* **WORK TASK**
Every line of the listing that contains the word "AssistantError" is to be copied out.

%%

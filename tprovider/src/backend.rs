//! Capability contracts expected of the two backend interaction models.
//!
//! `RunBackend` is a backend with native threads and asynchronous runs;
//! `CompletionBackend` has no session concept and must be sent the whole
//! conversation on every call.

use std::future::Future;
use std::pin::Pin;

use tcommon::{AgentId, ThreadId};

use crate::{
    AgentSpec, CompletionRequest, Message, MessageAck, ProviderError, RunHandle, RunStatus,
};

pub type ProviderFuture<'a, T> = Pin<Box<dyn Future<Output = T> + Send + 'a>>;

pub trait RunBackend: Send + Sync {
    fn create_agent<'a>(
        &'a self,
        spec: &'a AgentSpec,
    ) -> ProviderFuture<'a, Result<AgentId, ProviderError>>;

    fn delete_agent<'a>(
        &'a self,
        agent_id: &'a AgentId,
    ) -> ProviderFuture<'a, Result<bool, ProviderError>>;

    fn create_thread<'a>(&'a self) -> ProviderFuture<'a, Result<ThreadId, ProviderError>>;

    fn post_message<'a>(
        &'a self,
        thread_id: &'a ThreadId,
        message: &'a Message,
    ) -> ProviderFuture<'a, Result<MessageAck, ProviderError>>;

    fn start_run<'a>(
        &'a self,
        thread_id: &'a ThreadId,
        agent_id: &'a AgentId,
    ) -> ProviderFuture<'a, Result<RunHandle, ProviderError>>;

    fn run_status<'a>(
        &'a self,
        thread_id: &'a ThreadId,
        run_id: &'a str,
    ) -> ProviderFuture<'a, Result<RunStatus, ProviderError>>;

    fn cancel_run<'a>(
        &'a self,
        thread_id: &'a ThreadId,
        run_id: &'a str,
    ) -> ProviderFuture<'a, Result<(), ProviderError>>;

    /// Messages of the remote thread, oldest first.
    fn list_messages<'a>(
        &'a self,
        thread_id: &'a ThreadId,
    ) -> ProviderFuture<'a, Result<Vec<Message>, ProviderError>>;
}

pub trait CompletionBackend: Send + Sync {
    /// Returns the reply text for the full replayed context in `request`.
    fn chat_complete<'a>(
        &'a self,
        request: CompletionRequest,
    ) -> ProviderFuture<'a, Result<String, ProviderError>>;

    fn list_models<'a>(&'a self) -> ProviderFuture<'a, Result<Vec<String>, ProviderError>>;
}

%%
%%

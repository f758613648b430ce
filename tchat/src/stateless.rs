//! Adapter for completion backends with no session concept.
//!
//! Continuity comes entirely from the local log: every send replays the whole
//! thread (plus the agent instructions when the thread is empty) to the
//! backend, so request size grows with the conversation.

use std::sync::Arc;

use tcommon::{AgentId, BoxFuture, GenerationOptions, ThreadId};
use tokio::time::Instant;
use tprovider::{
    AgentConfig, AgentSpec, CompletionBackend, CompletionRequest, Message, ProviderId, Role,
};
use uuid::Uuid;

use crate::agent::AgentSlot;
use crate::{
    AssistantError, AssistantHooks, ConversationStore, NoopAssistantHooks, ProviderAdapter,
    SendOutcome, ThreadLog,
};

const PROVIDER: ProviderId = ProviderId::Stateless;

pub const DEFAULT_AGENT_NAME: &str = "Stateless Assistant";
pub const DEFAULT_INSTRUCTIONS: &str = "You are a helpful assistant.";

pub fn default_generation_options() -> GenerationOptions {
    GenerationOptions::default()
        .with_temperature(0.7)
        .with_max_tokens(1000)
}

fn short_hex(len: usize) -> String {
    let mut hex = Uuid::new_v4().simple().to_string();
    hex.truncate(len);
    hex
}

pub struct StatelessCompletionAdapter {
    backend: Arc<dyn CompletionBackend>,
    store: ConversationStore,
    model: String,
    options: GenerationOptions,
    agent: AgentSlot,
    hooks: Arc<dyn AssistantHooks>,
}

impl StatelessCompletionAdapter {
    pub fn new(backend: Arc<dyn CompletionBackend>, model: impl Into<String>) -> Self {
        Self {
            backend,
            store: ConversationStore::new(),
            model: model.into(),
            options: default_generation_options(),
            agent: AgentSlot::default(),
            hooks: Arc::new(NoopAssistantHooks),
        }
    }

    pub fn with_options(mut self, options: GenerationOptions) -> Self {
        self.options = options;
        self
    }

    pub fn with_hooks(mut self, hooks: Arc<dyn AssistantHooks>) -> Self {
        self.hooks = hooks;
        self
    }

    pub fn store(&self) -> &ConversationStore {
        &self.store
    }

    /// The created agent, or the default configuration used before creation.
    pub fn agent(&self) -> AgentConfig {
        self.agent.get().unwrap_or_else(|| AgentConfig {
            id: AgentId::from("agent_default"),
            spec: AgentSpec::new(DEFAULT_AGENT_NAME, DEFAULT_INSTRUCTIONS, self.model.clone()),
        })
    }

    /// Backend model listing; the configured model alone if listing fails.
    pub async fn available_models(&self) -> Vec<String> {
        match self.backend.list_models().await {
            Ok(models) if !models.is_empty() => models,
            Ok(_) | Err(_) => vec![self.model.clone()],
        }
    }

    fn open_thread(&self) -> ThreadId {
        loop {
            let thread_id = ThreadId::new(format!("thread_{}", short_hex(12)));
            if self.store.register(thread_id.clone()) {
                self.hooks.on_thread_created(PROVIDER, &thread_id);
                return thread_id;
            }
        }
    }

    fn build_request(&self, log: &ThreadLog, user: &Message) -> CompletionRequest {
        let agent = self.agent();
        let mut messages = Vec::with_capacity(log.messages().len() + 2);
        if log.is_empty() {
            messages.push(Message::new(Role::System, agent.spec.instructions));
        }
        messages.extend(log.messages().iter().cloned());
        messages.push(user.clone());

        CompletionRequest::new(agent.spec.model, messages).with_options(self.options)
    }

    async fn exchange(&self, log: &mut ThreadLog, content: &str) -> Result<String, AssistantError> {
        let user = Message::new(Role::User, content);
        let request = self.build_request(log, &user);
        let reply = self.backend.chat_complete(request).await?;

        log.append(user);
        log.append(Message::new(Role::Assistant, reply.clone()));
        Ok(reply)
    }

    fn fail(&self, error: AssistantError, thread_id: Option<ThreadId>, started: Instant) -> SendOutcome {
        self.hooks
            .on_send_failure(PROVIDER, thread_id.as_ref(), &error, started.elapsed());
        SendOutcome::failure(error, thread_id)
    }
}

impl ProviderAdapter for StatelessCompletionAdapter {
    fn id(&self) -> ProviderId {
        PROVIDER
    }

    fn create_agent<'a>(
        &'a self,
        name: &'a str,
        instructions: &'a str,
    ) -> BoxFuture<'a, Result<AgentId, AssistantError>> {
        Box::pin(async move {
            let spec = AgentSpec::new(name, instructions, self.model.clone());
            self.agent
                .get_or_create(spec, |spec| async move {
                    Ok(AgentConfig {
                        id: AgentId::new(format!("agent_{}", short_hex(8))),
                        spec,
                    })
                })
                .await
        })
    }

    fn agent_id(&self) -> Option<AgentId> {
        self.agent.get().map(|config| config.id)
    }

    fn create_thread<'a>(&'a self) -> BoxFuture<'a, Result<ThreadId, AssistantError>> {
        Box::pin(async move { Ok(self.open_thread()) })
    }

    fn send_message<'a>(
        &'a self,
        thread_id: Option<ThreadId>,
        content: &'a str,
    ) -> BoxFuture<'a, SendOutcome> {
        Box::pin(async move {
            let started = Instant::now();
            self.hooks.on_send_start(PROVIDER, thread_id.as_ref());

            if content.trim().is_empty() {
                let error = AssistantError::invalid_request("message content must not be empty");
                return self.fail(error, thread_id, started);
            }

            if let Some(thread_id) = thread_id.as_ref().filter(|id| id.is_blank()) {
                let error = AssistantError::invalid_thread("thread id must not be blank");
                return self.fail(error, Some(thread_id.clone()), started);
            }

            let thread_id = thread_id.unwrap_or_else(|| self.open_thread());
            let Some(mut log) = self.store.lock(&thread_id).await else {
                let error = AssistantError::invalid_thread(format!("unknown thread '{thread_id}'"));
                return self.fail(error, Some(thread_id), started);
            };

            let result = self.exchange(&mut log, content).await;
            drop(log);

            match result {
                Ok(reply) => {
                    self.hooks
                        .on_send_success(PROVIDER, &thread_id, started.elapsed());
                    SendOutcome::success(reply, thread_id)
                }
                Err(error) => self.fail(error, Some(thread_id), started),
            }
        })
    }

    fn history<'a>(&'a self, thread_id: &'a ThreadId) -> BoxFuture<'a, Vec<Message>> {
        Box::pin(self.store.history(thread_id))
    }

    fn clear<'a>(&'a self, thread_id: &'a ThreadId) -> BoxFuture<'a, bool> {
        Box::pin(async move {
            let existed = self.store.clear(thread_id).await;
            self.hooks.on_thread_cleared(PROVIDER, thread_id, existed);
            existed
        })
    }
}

%%

* **OUTPUT FOR THIS TASK**
    AssistantError, AssistantHooks, ConversationStore, NoopAssistantHooks, ProviderAdapter,
    async fn exchange(&self, log: &mut ThreadLog, content: &str) -> Result<String, AssistantError> {
    fn fail(&self, error: AssistantError, thread_id: Option<ThreadId>, started: Instant) -> SendOutcome {
    ) -> BoxFuture<'a, Result<AgentId, AssistantError>> {
    fn create_thread<'a>(&'a self) -> BoxFuture<'a, Result<ThreadId, AssistantError>> {
                let error = AssistantError::invalid_request("message content must not be empty");
                let error = AssistantError::invalid_thread("thread id must not be blank");
                let error = AssistantError::invalid_thread(format!("unknown thread '{thread_id}'"));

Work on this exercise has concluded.